All LT recipients from 2011 to 2014 were included and retrospectively analyzed. Lean psoas area (LPA) was assessed from pretransplant computed tomography scans, and associations with postoperative outcomes were investigated.
Included were 103 consecutive LT recipients with a mean pre-LT BMI of 22.0 ± 4.0 kg/m(2) and a mean LPA of 22.3 ± 8.3 cm(2). LPA was inversely associated with length of mechanical ventilation (p = 0.03), requirement of tracheostomy (p = 0.035), and length of stay in the intensive care unit (p = 0.02), while controlling for underlying disease, BMI, sex, age, and procedure; in contrast, BMI was not (p = 0.25, p = 0.54, and p = 0.42, respectively.). Multiple regression analysis revealed that the 6-minute walk distance at the end of pulmonary rehabilitation was significantly associated with LPA (p = 0.02).
LPA can easily be assessed in LT candidates as part of pretransplant evaluation and was significantly associated with short-term outcome, whereas BMI was not. Assessment of LPA may provide additional information on body composition beyond BMI. However, the clinical utility has to be further evaluated.
谨慎选择患者是提高移植效益的前提。
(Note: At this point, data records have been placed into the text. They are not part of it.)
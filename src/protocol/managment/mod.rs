//! Node management: bus health and recovery, the presence handshake, command
//! routing, and the transmit/receive tasks built on them.
pub mod bus_health;
pub mod command_router;
pub mod digit_broadcaster;
pub mod join_handshake;
pub mod receive_runner;
pub mod transmit_runner;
在肺移植(LT)候选者中,体重指数(BMI)对术后结局的影响仍存在争议,这可能是由于BMI在区分脂肪和肌肉量方面不够准确。因此,我们假设通过肌肉量测量评估身体成分在预测术后结局方面比BMI更准确。
纳入2011年至2014年所有LT受者并进行回顾性分析。通过移植前计算机断层扫描评估腰大肌瘦面积(LPA),并研究其与术后结局的关联。
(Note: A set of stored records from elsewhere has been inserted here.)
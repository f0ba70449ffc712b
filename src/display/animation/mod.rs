//! Per-channel animated ("dynamic") symbol.
//!
//! The animation advances once per refresh frame. Every `period` frames the
//! channel bitmap is cleared and the glyph is XOR-drawn at the current
//! position, pixels falling outside the matrix are clipped. The position
//! then moves by the velocity; after `steps` moves it jumps back to the origin.
use crate::core::MATRIX_ROWS;
use crate::display::glyphs::Bitmap;

/// Animation parameters, as staged by the dynamic symbol commands.
#[derive(Debug, Clone, Copy, PartialEq, Eq, Default)]
#[cfg_attr(feature = "defmt", derive(defmt::Format))]
pub struct AnimationConfig {
    pub glyph: u8,
    /// Frames between two draws; `0` disables the animation.
    pub period: u16,
    /// Moves before returning to the origin.
    pub steps: u16,
    pub dx: i16,
    pub dy: i16,
    pub start_x: i16,
    pub start_y: i16,
}

impl AnimationConfig {
    pub const fn new() -> Self {
        Self {
            glyph: 0,
            period: 0,
            steps: 0,
            dx: 0,
            dy: 0,
            start_x: 0,
            start_y: 0,
        }
    }
}

/// Running animation state of one channel.
#[derive(Debug, Clone, Copy, PartialEq, Eq, Default)]
#[cfg_attr(feature = "defmt", derive(defmt::Format))]
pub struct AnimatedSymbol {
    config: AnimationConfig,
    period_counter: u16,
    step_counter: u16,
    x: i16,
    y: i16,
}

impl AnimatedSymbol {
    pub const DISABLED: AnimatedSymbol = AnimatedSymbol {
        config: AnimationConfig::new(),
        period_counter: 0,
        step_counter: 0,
        x: 0,
        y: 0,
    };

    /// Start a new animation; the first frame draws at the origin.
    pub fn configure(&mut self, config: &AnimationConfig) {
        *self = Self {
            config: *config,
            period_counter: 0,
            step_counter: config.steps,
            x: config.start_x,
            y: config.start_y,
        };
    }

    /// Stop animating; the bitmap keeps whatever was drawn last.
    pub fn disable(&mut self) {
        self.config.period = 0;
    }

    pub const fn is_active(&self) -> bool {
        self.config.period != 0
    }

    pub const fn config(&self) -> &AnimationConfig {
        &self.config
    }

    /// Position of the next draw.
    pub const fn position(&self) -> (i16, i16) {
        (self.x, self.y)
    }

    /// Advance by one frame. Returns `true` when `screen` was redrawn.
    pub fn tick(&mut self, screen: &mut Bitmap, glyph: &Bitmap) -> bool {
        if !self.is_active() {
            return false;
        }
        if self.period_counter != 0 {
            self.period_counter -= 1;
            return false;
        }
        self.period_counter = self.config.period - 1;

        *screen = [0; MATRIX_ROWS];
        xor_draw(screen, glyph, self.x, self.y);

        self.x = self.x.wrapping_add(self.config.dx);
        self.y = self.y.wrapping_add(self.config.dy);
        if self.step_counter != 0 {
            self.step_counter -= 1;
        } else {
            self.step_counter = self.config.steps;
            self.x = self.config.start_x;
            self.y = self.config.start_y;
        }
        true
    }
}

/// XOR `glyph` into `screen` with its top-left corner at (`x`, `y`), clipping
/// everything outside the matrix.
pub fn xor_draw(screen: &mut Bitmap, glyph: &Bitmap, x: i16, y: i16) {
    for (row, bits) in glyph.iter().enumerate() {
        let target_row = row as i32 + y as i32;
        if !(0..MATRIX_ROWS as i32).contains(&target_row) {
            continue;
        }
        for col in 0..MATRIX_ROWS {
            let target_col = col as i32 + x as i32;
            if (0..MATRIX_ROWS as i32).contains(&target_col) {
                screen[target_row as usize] ^= ((bits >> col) & 1) << target_col;
            }
        }
    }
}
纳入连续103例LT受者,移植前平均BMI为22.0±4.0kg/m²,平均LPA为22.3±8.3cm²。在控制基础疾病、BMI、性别、年龄和手术方式的情况下,LPA与机械通气时间(p = 0.03)、气管切开需求(p = 0.035)和重症监护病房住院时间(p = 0.02)呈负相关;相比之下,BMI则无此相关性(分别为p = 0.25、p = 0.54和p = 0.42)。多元回归分析显示,肺康复结束时的6分钟步行距离与LPA显著相关(p = 0.02)。
作为移植前评估的一部分,LPA在LT候选者中易于评估,且与短期结局显著相关,而BMI并非如此。LPA评估可能提供超出BMI的身体成分额外信息。然而,其临床实用性仍需进一步评估。